May 2, 2017

May 2, 2017
Mary with collage and clutter

Thursday, July 9, 2015

Celebrating

Tomorrow is my partner Ann's 71st birthday. We will celebrate with the best things in life: a bike ride, beer, a Storm game, each other, and our friend Ellen. I am constantly amazed by Ann, her presence and her loving nature, towards me and everyone, it seems (in a good way.) 

Tonight, Ann is facilitating a meeting at our church. Her group (SPRC, for those who know the Methodist church), welcomed our new minister Pastor Ann and Children, Youth and Families (CYF) director Hannah last Sunday. The sanctuary of our small church was packed, something that hasn't happened in a long time. 

Hannah was welcomed during the children's sermon. (My favorite part was when Barb, who was delivering the sermon, asked the kids about their favorite food at a potluck and six year old Calvin leapt from his mother's arms and shouted, "Pizza! Because my mom eats pizza like Tyrannosaurus rex!" I feel sure that Barb had another message in mind, but that's the one that stuck with me.) 

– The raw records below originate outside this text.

// Audience listing

use crate::error::{expect_payload, unexpected_shape, CapabilityResult, Payload};
use crate::protocol::{CallToolResult, ToolContent, ToolSchema};
use crate::tools::{into_call_result, json_schema_object, Tool};
use anyhow::Result;
use jasper_sdk::{Audience, JasperClient};

const NAME: &str = "get-jasper-audiences";

/// Tool that lists the account's audiences
pub struct AudiencesTool {
    client: JasperClient,
}

impl AudiencesTool {
    pub fn new(client: JasperClient) -> Self {
        Self { client }
    }

    async fn run(&self) -> CapabilityResult<Vec<ToolContent>> {
        let response = self.client.audiences().list().await;

        Ok(match expect_payload(NAME, response)? {
            Payload::Data(audiences) => audiences.iter().map(describe).collect(),
            Payload::Raw(raw) => vec![ToolContent::text(unexpected_shape(NAME, &raw))],
        })
    }
}

fn describe(audience: &Audience) -> ToolContent {
    let mut text = format!("Name: {}\n\nAudience ID: {}", audience.name, audience.id);
    if let Some(description) = &audience.description {
        text.push_str(&format!("\n\nDescription: {}", description));
    }
    ToolContent::text(text)
}

#[async_trait::async_trait]
impl Tool for AudiencesTool {
    fn schema(&self) -> ToolSchema {
        ToolSchema {
            name: NAME.to_string(),
            description: "Return a list of the audiences belonging to the user. These audiences include a description to help the LLM and/or the user pick an appropriate audience, and an audienceId that can be passed to jasper's generate-content tool to use that audience when creating content.".to_string(),
            input_schema: json_schema_object(serde_json::json!({}), vec![]),
        }
    }

    async fn execute(&self, _arguments: serde_json::Value) -> Result<CallToolResult> {
        Ok(into_call_result(NAME, self.run().await))
    }
}
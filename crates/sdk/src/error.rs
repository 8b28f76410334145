//! Error types for the Jasper SDK.

use crate::transport::HttpMethod;

/// Result type for SDK operations.
pub type JasperResult<T> = Result<T, JasperError>;

/// Error types that can occur when calling the Jasper API.
#[derive(Debug, thiserror::Error)]
pub enum JasperError {
    /// The request could not be sent or its body could not be read.
    #[error("HTTP error: {0}")]
    Http(#[from] reqwest::Error),

    /// The API answered with a non-success status code.
    #[error("Jasper API HTTP error! Status: {status}, Method: {method}")]
    Api { status: u16, method: HttpMethod },

    /// No API key was configured for the client.
    #[error("JASPER_API_KEY environment variable is not set.")]
    MissingApiKey,

    /// Serialization/deserialization error.
    #[error("JSON error: {0}")]
    Json(#[from] serde_json::Error),

    /// URL parsing error.
    #[error("Invalid URL: {0}")]
    InvalidUrl(#[from] url::ParseError),
}

impl JasperError {
    /// HTTP status code carried by the error, if the API answered at all.
    pub fn status(&self) -> Option<u16> {
        match self {
            Self::Api { status, .. } => Some(*status),
            Self::Http(e) => e.status().map(|s| s.as_u16()),
            _ => None,
        }
    }
}

#[cfg(test)]
mod tests {
    use super::*;

    #[test]
    fn test_api_error_display() {
        let err = JasperError::Api {
            status: 401,
            method: HttpMethod::Post,
        };
        assert_eq!(
            err.to_string(),
            "Jasper API HTTP error! Status: 401, Method: POST"
        );
        assert_eq!(err.status(), Some(401));
    }

    #[test]
    fn test_missing_key_has_no_status() {
        assert_eq!(JasperError::MissingApiKey.status(), None);
    }
}
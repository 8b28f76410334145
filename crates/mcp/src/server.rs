// MCP server: JSON-RPC 2.0 over newline-delimited stdio

use crate::protocol::*;
use crate::resources::ResourceRegistry;
use crate::tools::ToolRegistry;
use anyhow::{Context, Result};
use bytes::BytesMut;
use futures_util::{SinkExt, StreamExt};
use serde::{de::DeserializeOwned, Serialize};
use serde_json::Value;
use std::io;
use tokio::io::{AsyncRead, AsyncWrite};
use tokio_util::codec::{Decoder, FramedRead, FramedWrite, LinesCodec, LinesCodecError};
use tracing::{debug, info, warn};

pub const SERVER_NAME: &str = "jasper-ai-mcp";

/// Longest accepted message in bytes, not counting the newline.
pub const MAX_MESSAGE_BYTES: usize = 4 * 1024 * 1024;

const INSTRUCTIONS: &str = "Generate and restyle marketing content with Jasper AI. \
List style guides, brand voices and audiences first, then pass their ids to \
generate-content or apply-style.";

pub struct McpServer {
    tools: ToolRegistry,
    resources: ResourceRegistry,
    info: ServerInfo,
    instructions: Option<String>,
    max_message_bytes: usize,
}

impl McpServer {
    pub fn new(tools: ToolRegistry, resources: ResourceRegistry) -> Self {
        Self {
            tools,
            resources,
            info: ServerInfo {
                name: SERVER_NAME.to_string(),
                version: env!("CARGO_PKG_VERSION").to_string(),
            },
            instructions: Some(INSTRUCTIONS.to_string()),
            max_message_bytes: MAX_MESSAGE_BYTES,
        }
    }

    pub fn with_max_message_bytes(mut self, max_message_bytes: usize) -> Self {
        self.max_message_bytes = max_message_bytes;
        self
    }

    pub fn tools(&self) -> &ToolRegistry {
        &self.tools
    }

    pub fn resources(&self) -> &ResourceRegistry {
        &self.resources
    }

    /// Serve on the process's stdin and stdout until stdin closes.
    pub async fn start(&self) -> Result<()> {
        info!(
            tools = self.tools.len(),
            resources = self.resources.len(),
            "Jasper AI MCP server running on stdio"
        );
        self.serve(tokio::io::stdin(), tokio::io::stdout()).await
    }

    /// Serve one connection. Messages are handled strictly in arrival order.
    pub async fn serve<R, W>(&self, reader: R, writer: W) -> Result<()>
    where
        R: AsyncRead + Unpin,
        W: AsyncWrite + Unpin,
    {
        let mut frames = FramedRead::new(reader, MessageCodec::new(self.max_message_bytes));
        let mut sink = FramedWrite::new(writer, LinesCodec::new());

        while let Some(frame) = frames.next().await {
            let response = match frame.context("Failed to read message")? {
                Frame::Message(line) if line.trim().is_empty() => continue,
                Frame::Message(line) => self.handle_message(&line).await,
                Frame::Malformed(reason) => {
                    warn!(reason, "Discarding malformed message");
                    Some(JsonRpcResponse::error(
                        Value::Null,
                        JsonRpcError::parse_error(),
                    ))
                }
            };

            if let Some(response) = response {
                let payload =
                    serde_json::to_string(&response).context("Failed to serialize response")?;
                sink.send(payload).await.context("Failed to write response")?;
            }
        }

        info!("Input closed, shutting down");
        Ok(())
    }

    /// Handle one raw message. Returns `None` for notifications.
    pub async fn handle_message(&self, line: &str) -> Option<JsonRpcResponse> {
        let value: Value = match serde_json::from_str(line) {
            Ok(value) => value,
            Err(e) => {
                warn!(error = %e, "Unparsable message");
                return Some(JsonRpcResponse::error(
                    Value::Null,
                    JsonRpcError::parse_error(),
                ));
            }
        };

        let raw_id = value.get("id").cloned().unwrap_or(Value::Null);
        let request: JsonRpcRequest = match serde_json::from_value(value) {
            Ok(request) => request,
            Err(e) => {
                warn!(error = %e, "Message is not a JSON-RPC request");
                return Some(JsonRpcResponse::error(
                    raw_id,
                    JsonRpcError::invalid_request(),
                ));
            }
        };

        if request.jsonrpc != "2.0" {
            return Some(JsonRpcResponse::error(
                raw_id,
                JsonRpcError::invalid_request(),
            ));
        }

        if request.is_notification() {
            debug!(method = %request.method, "Notification received");
            return None;
        }

        let id = request.id.unwrap_or(Value::Null);
        debug!(method = %request.method, id = %id, "Request received");

        let response = match self.dispatch(&request.method, request.params).await {
            Ok(result) => JsonRpcResponse::success(id, result),
            Err(error) => {
                debug!(method = %request.method, code = error.code, "Request failed");
                JsonRpcResponse::error(id, error)
            }
        };
        Some(response)
    }

    async fn dispatch(
        &self,
        method: &str,
        params: Option<Value>,
    ) -> std::result::Result<Value, JsonRpcError> {
        match method {
            "initialize" => {
                let params: InitializeParams = optional_params(params)?;
                if let Some(client) = &params.client_info {
                    info!(client = %client.name, version = %client.version, "Client connected");
                }

                to_result(InitializeResult {
                    protocol_version: negotiate_protocol_version(
                        params.protocol_version.as_deref(),
                    )
                    .to_string(),
                    capabilities: ServerCapabilities {
                        tools: Some(ToolsCapability {
                            list_changed: false,
                        }),
                        resources: Some(ResourcesCapability {
                            subscribe: false,
                            list_changed: false,
                        }),
                    },
                    server_info: self.info.clone(),
                    instructions: self.instructions.clone(),
                })
            }
            "ping" => Ok(serde_json::json!({})),
            "tools/list" => to_result(ListToolsResult {
                tools: self.tools.list_schemas(),
            }),
            "tools/call" => {
                let params: CallToolParams = required_params(params)?;
                let tool = self.tools.get(&params.name).ok_or_else(|| {
                    JsonRpcError::invalid_params(format!("Unknown tool: {}", params.name))
                })?;

                info!(tool = %params.name, "Calling tool");
                let result = tool
                    .execute(params.arguments)
                    .await
                    .map_err(|e| JsonRpcError::invalid_params(format!("{:#}", e)))?;
                to_result(result)
            }
            "resources/list" => to_result(ListResourcesResult {
                resources: self.resources.list_schemas(),
            }),
            "resources/templates/list" => to_result(ListResourceTemplatesResult {
                resource_templates: self.resources.list_templates(),
            }),
            "resources/read" => {
                let params: ReadResourceParams = required_params(params)?;
                let resource = self
                    .resources
                    .find(&params.uri)
                    .ok_or_else(|| JsonRpcError::resource_not_found(&params.uri))?;

                info!(uri = %params.uri, "Reading resource");
                to_result(resource.read(&params.uri).await)
            }
            other => Err(JsonRpcError::method_not_found(other)),
        }
    }
}

/// One newline-delimited unit of input.
#[derive(Debug, PartialEq)]
enum Frame {
    Message(String),
    /// Too long or not UTF-8. The rest of the stream is still usable.
    Malformed(&'static str),
}

/// Line framing that reports bad lines as frames instead of failing the
/// stream, so only I/O errors end a connection.
struct MessageCodec {
    lines: LinesCodec,
}

impl MessageCodec {
    fn new(max_length: usize) -> Self {
        Self {
            lines: LinesCodec::new_with_max_length(max_length),
        }
    }

    fn classify(
        decoded: std::result::Result<Option<String>, LinesCodecError>,
    ) -> io::Result<Option<Frame>> {
        match decoded {
            Ok(line) => Ok(line.map(Frame::Message)),
            Err(LinesCodecError::MaxLineLengthExceeded) => {
                Ok(Some(Frame::Malformed("message exceeds the maximum length")))
            }
            Err(LinesCodecError::Io(e)) if e.kind() == io::ErrorKind::InvalidData => {
                Ok(Some(Frame::Malformed("message is not valid UTF-8")))
            }
            Err(LinesCodecError::Io(e)) => Err(e),
        }
    }
}

impl Decoder for MessageCodec {
    type Item = Frame;
    type Error = io::Error;

    fn decode(&mut self, src: &mut BytesMut) -> io::Result<Option<Frame>> {
        Self::classify(self.lines.decode(src))
    }

    fn decode_eof(&mut self, src: &mut BytesMut) -> io::Result<Option<Frame>> {
        Self::classify(self.lines.decode_eof(src))
    }
}

fn required_params<T: DeserializeOwned>(
    params: Option<Value>,
) -> std::result::Result<T, JsonRpcError> {
    let params = params.ok_or_else(|| JsonRpcError::invalid_params("Missing params"))?;
    serde_json::from_value(params)
        .map_err(|e| JsonRpcError::invalid_params(format!("Invalid params: {}", e)))
}

fn optional_params<T: DeserializeOwned + Default>(
    params: Option<Value>,
) -> std::result::Result<T, JsonRpcError> {
    match params {
        None | Some(Value::Null) => Ok(T::default()),
        Some(params) => serde_json::from_value(params)
            .map_err(|e| JsonRpcError::invalid_params(format!("Invalid params: {}", e))),
    }
}

fn to_result<T: Serialize>(value: T) -> std::result::Result<Value, JsonRpcError> {
    serde_json::to_value(value).map_err(|e| JsonRpcError::internal_error(e.to_string()))
}
//! Brand voice (tone) endpoints.

use crate::api::ApiResponse;
use crate::client::JasperClient;
use crate::error::JasperResult;
use serde::{Deserialize, Serialize};
use serde_json::Value;

/// Tones API for listing brand voices.
pub struct TonesApi<'a> {
    client: &'a JasperClient,
}

impl<'a> TonesApi<'a> {
    pub(crate) fn new(client: &'a JasperClient) -> Self {
        Self { client }
    }

    /// List brand voices, optionally asking for a specific page size.
    pub async fn list(&self, size: Option<u32>) -> JasperResult<ApiResponse<Vec<Tone>>> {
        let endpoint = match size {
            Some(size) => format!("/tones?size={}", size),
            None => "/tones".to_string(),
        };
        let body: Option<Value> = self.client.http.get(&endpoint).await?;
        Ok(ApiResponse::from_body(body))
    }
}

/// A brand voice. `value` holds the descriptive text of the voice.
#[derive(Debug, Clone, PartialEq, Serialize, Deserialize)]
pub struct Tone {
    pub id: String,
    pub name: String,
    #[serde(default)]
    pub value: String,
}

Pastor Ann was welcomed by adults in a ritual that Barb had designed, but I think we didn't really stick to the vision either. (I kept thinking it was my turn before it was, and standing up when it was someone else's turn. I have a handy excuse: I've had brain surgery.)

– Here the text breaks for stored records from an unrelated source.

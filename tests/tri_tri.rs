// SPDX-License-Identifier: MIT
//
// Copyright (c) 2025 Alexandre Severino
//
// Permission is hereby granted, free of charge, to any person obtaining a copy
// of this software and associated documentation files (the "Software"), to deal
// in the Software without restriction, including without limitation the rights
// to use, copy, modify, merge, publish, distribute, sublicense, and/or sell
// copies of the Software, and to permit persons to whom the Software is
// furnished to do so, subject to the following conditions:
//
// The above copyright notice and this permission notice shall be included in
// all copies or substantial portions of the Software.
//
// THE SOFTWARE IS PROVIDED "AS IS", WITHOUT WARRANTY OF ANY KIND, EXPRESS OR
// IMPLIED, INCLUDING BUT NOT LIMITED TO THE WARRANTIES OF MERCHANTABILITY,
// FITNESS FOR A PARTICULAR PURPOSE AND NONINFRINGEMENT. IN NO EVENT SHALL THE
// AUTHORS OR COPYRIGHT HOLDERS BE LIABLE FOR ANY CLAIM, DAMAGES OR OTHER
// LIABILITY, WHETHER IN AN ACTION OF CONTRACT, TORT OR OTHERWISE, ARISING FROM,
// OUT OF OR IN CONNECTION WITH THE SOFTWARE OR THE USE OR OTHER DEALINGS IN THE
// SOFTWARE.

use meshsect::geometry::intersection::Intersection3;
use meshsect::geometry::point::Point3;
use meshsect::geometry::tri_tri_intersect::{
    intersect_segment_triangle, intersect_triangles, segment_triangle_do_intersect,
    triangle_triangle_do_intersect,
};
use meshsect::geometry::triangle::Triangle3;
use meshsect::kernel::{ExactKernel, FastKernel, Kernel};
use meshsect::numeric::ExactRational;

fn tri<K: Kernel>(v: [[f64; 3]; 3]) -> Triangle3<K::FT> {
    let [a, b, c] = v.map(|p| K::lift_point(&p));
    Triangle3::new(a, b, c)
}

fn point(v: [f64; 3]) -> Point3<ExactRational> {
    ExactKernel::lift_point(&v)
}

fn both_kernels(a: [[f64; 3]; 3], b: [[f64; 3]; 3]) -> bool {
    let fast = triangle_triangle_do_intersect::<FastKernel>(&tri::<FastKernel>(a), &tri::<FastKernel>(b));
    let exact = triangle_triangle_do_intersect::<ExactKernel>(&tri::<ExactKernel>(a), &tri::<ExactKernel>(b));
    assert_eq!(fast, exact);
    exact
}

const T1: [[f64; 3]; 3] = [[0.0, 0.0, 0.0], [1.0, 0.0, 0.0], [0.0, 1.0, 0.0]];

#[test]
fn test_triangles_overlap() {
    let t2 = [[0.1, 0.1, 0.0], [0.9, 0.1, 0.0], [0.1, 0.9, 0.0]];
    assert!(both_kernels(T1, t2));

    let t3 = [[2.0, 2.0, 0.0], [3.0, 2.0, 0.0], [2.0, 3.0, 0.0]];
    assert!(!both_kernels(T1, t3));
}

#[test]
fn test_touching_counts_as_intersecting() {
    // Shares the point (1, 0, 0) only.
    let t4 = [[1.0, 0.0, 0.0], [2.0, 0.0, 0.0], [1.0, 1.0, 1.0]];
    assert!(both_kernels(T1, t4));
    assert_eq!(
        intersect_triangles(&tri::<ExactKernel>(T1), &tri::<ExactKernel>(t4)),
        Intersection3::Point(point([1.0, 0.0, 0.0]))
    );
}

#[test]
fn test_parallel_planes_do_not_intersect() {
    let lifted = [[0.0, 0.0, 1e-300], [1.0, 0.0, 1e-300], [0.0, 1.0, 1e-300]];
    assert!(!both_kernels(T1, lifted));
}

#[test]
fn test_piercing_triangles_meet_in_exact_segment() {
    let a = [[0.0, 0.0, 0.0], [2.0, 0.0, 0.0], [0.0, 2.0, 0.0]];
    let b = [[0.5, -1.0, -1.0], [0.5, -1.0, 1.0], [0.5, 3.0, 0.0]];
    assert!(both_kernels(a, b));

    match intersect_triangles(&tri::<ExactKernel>(a), &tri::<ExactKernel>(b)) {
        Intersection3::Segment(s) => {
            let ends = [s.a, s.b];
            assert!(ends.contains(&point([0.5, 0.0, 0.0])));
            assert!(ends.contains(&point([0.5, 1.5, 0.0])));
        }
        other => panic!("expected a segment, got {other:?}"),
    }
}

#[test]
fn test_coplanar_overlap_polygon() {
    let a = [[0.0, 0.0, 0.0], [4.0, 0.0, 0.0], [0.0, 4.0, 0.0]];
    // Overlaps `a` around (1, 1).
    let b = [[3.0, 3.0, 0.0], [-1.0, 1.0, 0.0], [1.0, -1.0, 0.0]];
    match intersect_triangles(&tri::<ExactKernel>(a), &tri::<ExactKernel>(b)) {
        Intersection3::Polygon(ps) => {
            assert!(ps.len() >= 3);
            for p in &ps {
                assert_eq!(p[2], ExactRational::from(0));
            }
        }
        other => panic!("expected a polygon, got {other:?}"),
    }
}

#[test]
fn test_segment_through_triangle() {
    let t = tri::<ExactKernel>(T1);
    let p = point([0.25, 0.25, -1.0]);
    let q = point([0.25, 0.25, 1.0]);
    assert!(segment_triangle_do_intersect::<ExactKernel>(&p, &q, &t));
    assert_eq!(
        intersect_segment_triangle(&p, &q, &t),
        Intersection3::Point(point([0.25, 0.25, 0.0]))
    );

    let r = point([2.0, 2.0, -1.0]);
    let s = point([2.0, 2.0, 1.0]);
    assert!(!segment_triangle_do_intersect::<ExactKernel>(&r, &s, &t));
    assert!(intersect_segment_triangle(&r, &s, &t).is_none());
}

#[test]
fn test_coplanar_segment_is_clipped() {
    let t = tri::<ExactKernel>(T1);
    let p = point([-1.0, 0.25, 0.0]);
    let q = point([2.0, 0.25, 0.0]);
    assert!(segment_triangle_do_intersect::<ExactKernel>(&p, &q, &t));
    match intersect_segment_triangle(&p, &q, &t) {
        Intersection3::Segment(s) => {
            let ends = [s.a, s.b];
            assert!(ends.contains(&point([0.0, 0.25, 0.0])));
            assert!(ends.contains(&point([0.75, 0.25, 0.0])));
        }
        other => panic!("expected a segment, got {other:?}"),
    }
}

Pastor Ann's sermon stirred us all (three people who haven't been coming told me they thought they'd give it another chance), and then we went downstairs for a potluck: I didn't see pizza, so I had tasty grits soufflĂ©. 

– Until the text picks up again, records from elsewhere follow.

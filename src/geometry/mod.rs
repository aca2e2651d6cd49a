// SPDX-License-Identifier: MIT
//
// Copyright (c) 2025 Alexandre Severino
//
// Permission is hereby granted, free of charge, to any person obtaining a copy
// of this software and associated documentation files (the "Software"), to deal
// in the Software without restriction, including without limitation the rights
// to use, copy, modify, merge, publish, distribute, sublicense, and/or sell
// copies of the Software, and to permit persons to whom the Software is
// furnished to do so, subject to the following conditions:
//
// The above copyright notice and this permission notice shall be included in
// all copies or substantial portions of the Software.
//
// THE SOFTWARE IS PROVIDED "AS IS", WITHOUT WARRANTY OF ANY KIND, EXPRESS OR
// IMPLIED, INCLUDING BUT NOT LIMITED TO THE WARRANTIES OF MERCHANTABILITY,
// FITNESS FOR A PARTICULAR PURPOSE AND NONINFRINGEMENT. IN NO EVENT SHALL THE
// AUTHORS OR COPYRIGHT HOLDERS BE LIABLE FOR ANY CLAIM, DAMAGES OR OTHER
// LIABILITY, WHETHER IN AN ACTION OF CONTRACT, TORT OR OTHERWISE, ARISING FROM,
// OUT OF OR IN CONNECTION WITH THE SOFTWARE OR THE USE OR OTHER DEALINGS IN THE
// SOFTWARE.

pub mod aabb;
pub mod aabb_tree;
pub mod box_intersection;
pub mod intersection;
pub mod plane;
pub mod point;
pub mod segment;
pub mod tri_tri_intersect;
pub mod triangle;
pub mod util;
pub mod vector;

pub use aabb::Aabb;
pub use box_intersection::{box_intersection, box_self_intersection};
pub use intersection::Intersection3;
pub use plane::ProjectionPlane;
pub use point::{Point, Point2, Point3};
pub use segment::{Segment, Segment2, Segment3};
pub use triangle::Triangle3;
pub use vector::{Vector, Vector2, Vector3};
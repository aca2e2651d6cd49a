// SPDX-License-Identifier: MIT
//
// Copyright (c) 2025 Alexandre Severino
//
// Permission is hereby granted, free of charge, to any person obtaining a copy
// of this software and associated documentation files (the "Software"), to deal
// in the Software without restriction, including without limitation the rights
// to use, copy, modify, merge, publish, distribute, sublicense, and/or sell
// copies of the Software, and to permit persons to whom the Software is
// furnished to do so, subject to the following conditions:
//
// The above copyright notice and this permission notice shall be included in
// all copies or substantial portions of the Software.
//
// THE SOFTWARE IS PROVIDED "AS IS", WITHOUT WARRANTY OF ANY KIND, EXPRESS OR
// IMPLIED, INCLUDING BUT NOT LIMITED TO THE WARRANTIES OF MERCHANTABILITY,
// FITNESS FOR A PARTICULAR PURPOSE AND NONINFRINGEMENT. IN NO EVENT SHALL THE
// AUTHORS OR COPYRIGHT HOLDERS BE LIABLE FOR ANY CLAIM, DAMAGES OR OTHER
// LIABILITY, WHETHER IN AN ACTION OF CONTRACT, TORT OR OTHERWISE, ARISING FROM,
// OUT OF OR IN CONNECTION WITH THE SOFTWARE OR THE USE OR OTHER DEALINGS IN THE
// SOFTWARE.

pub mod approx_f64;
pub mod coordinate;
pub mod exact_rational;
pub mod scalar;

pub use approx_f64::ApproxF64;
pub use coordinate::{Coordinate, Rounding};
pub use exact_rational::ExactRational;
pub use scalar::{RefArith, Scalar};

The celebration capped several months when my partner Ann and her committee, along with others in the congregation, worked to honor our previous pastor and to prepare to welcome Pastor Ann and Hannah. Ann is my partner, so you might think I'm biased, but others will back me up that Ann was an unassuming, heartful leader during this time. It's amazing to me that this fabulously kind and organized person chooses to live her life with me--and seems happy about it. 

Pastor Ann thanked us for the enthusiastic fireworks display the night before, which was July 4. I was glad she liked them, and I realize that a lot of people (including my partner Ann) love fireworks, but I cannot abide them. (Raised a Southern girl, I do not say, "hate", though if I did I would say that now.) To me, they consume a lot of resources (that might be better spent elsewhere), celebrating the boom and bang that make me feel like I'm under siege. They feel to me like a celebration of war, and I worry about those who have survived real wars, where banging and booming mean the loss of lives. I'm pretty sure the neighborhood dogs agree with me (amidst the booming and banging, I heard a man walking down the street calling, "Tasha! Tasha!" I'm guessing Tasha is a dog that got scared and ran away as any reasonable creature would under siege.)

Seattle will celebrate again the sounds of power and speed at Seafair, a tradition with Blue Angels who fly right over our house all week (I'm pretty sure I once saw a pilot's nose hairs as he rattled this house.) There are boat races, too. I cannot abide this celebration either. 

Still, it is important to me to celebrate so much that is fabulous, especially with my acute awareness that this country and this world are not as loving as I would like them to be, as they could be. The afternoon after the church's welcoming ceremonies, Ann and I watched the US women resoundingly win the World Cup. Now that's something to celebrate: powerful women kicking and stretching their way into a future that maybe could be a place where women have more choices about how to lead their lives. 

My partner Ann, pastor Ann, CYF director Hannah, Soccer Phenomenon Carli Lloyd: all are gifts in the present and hope for the future. 

So much is terrible in this world, but so much is right, too. After all, last week the Supreme Court declared me a full citizen with its ruling that gay marriages would be recognized throughout the country. 

As we often sing at the end of our church services: Go now in peace. And as is implied: go now with love; go now with hope.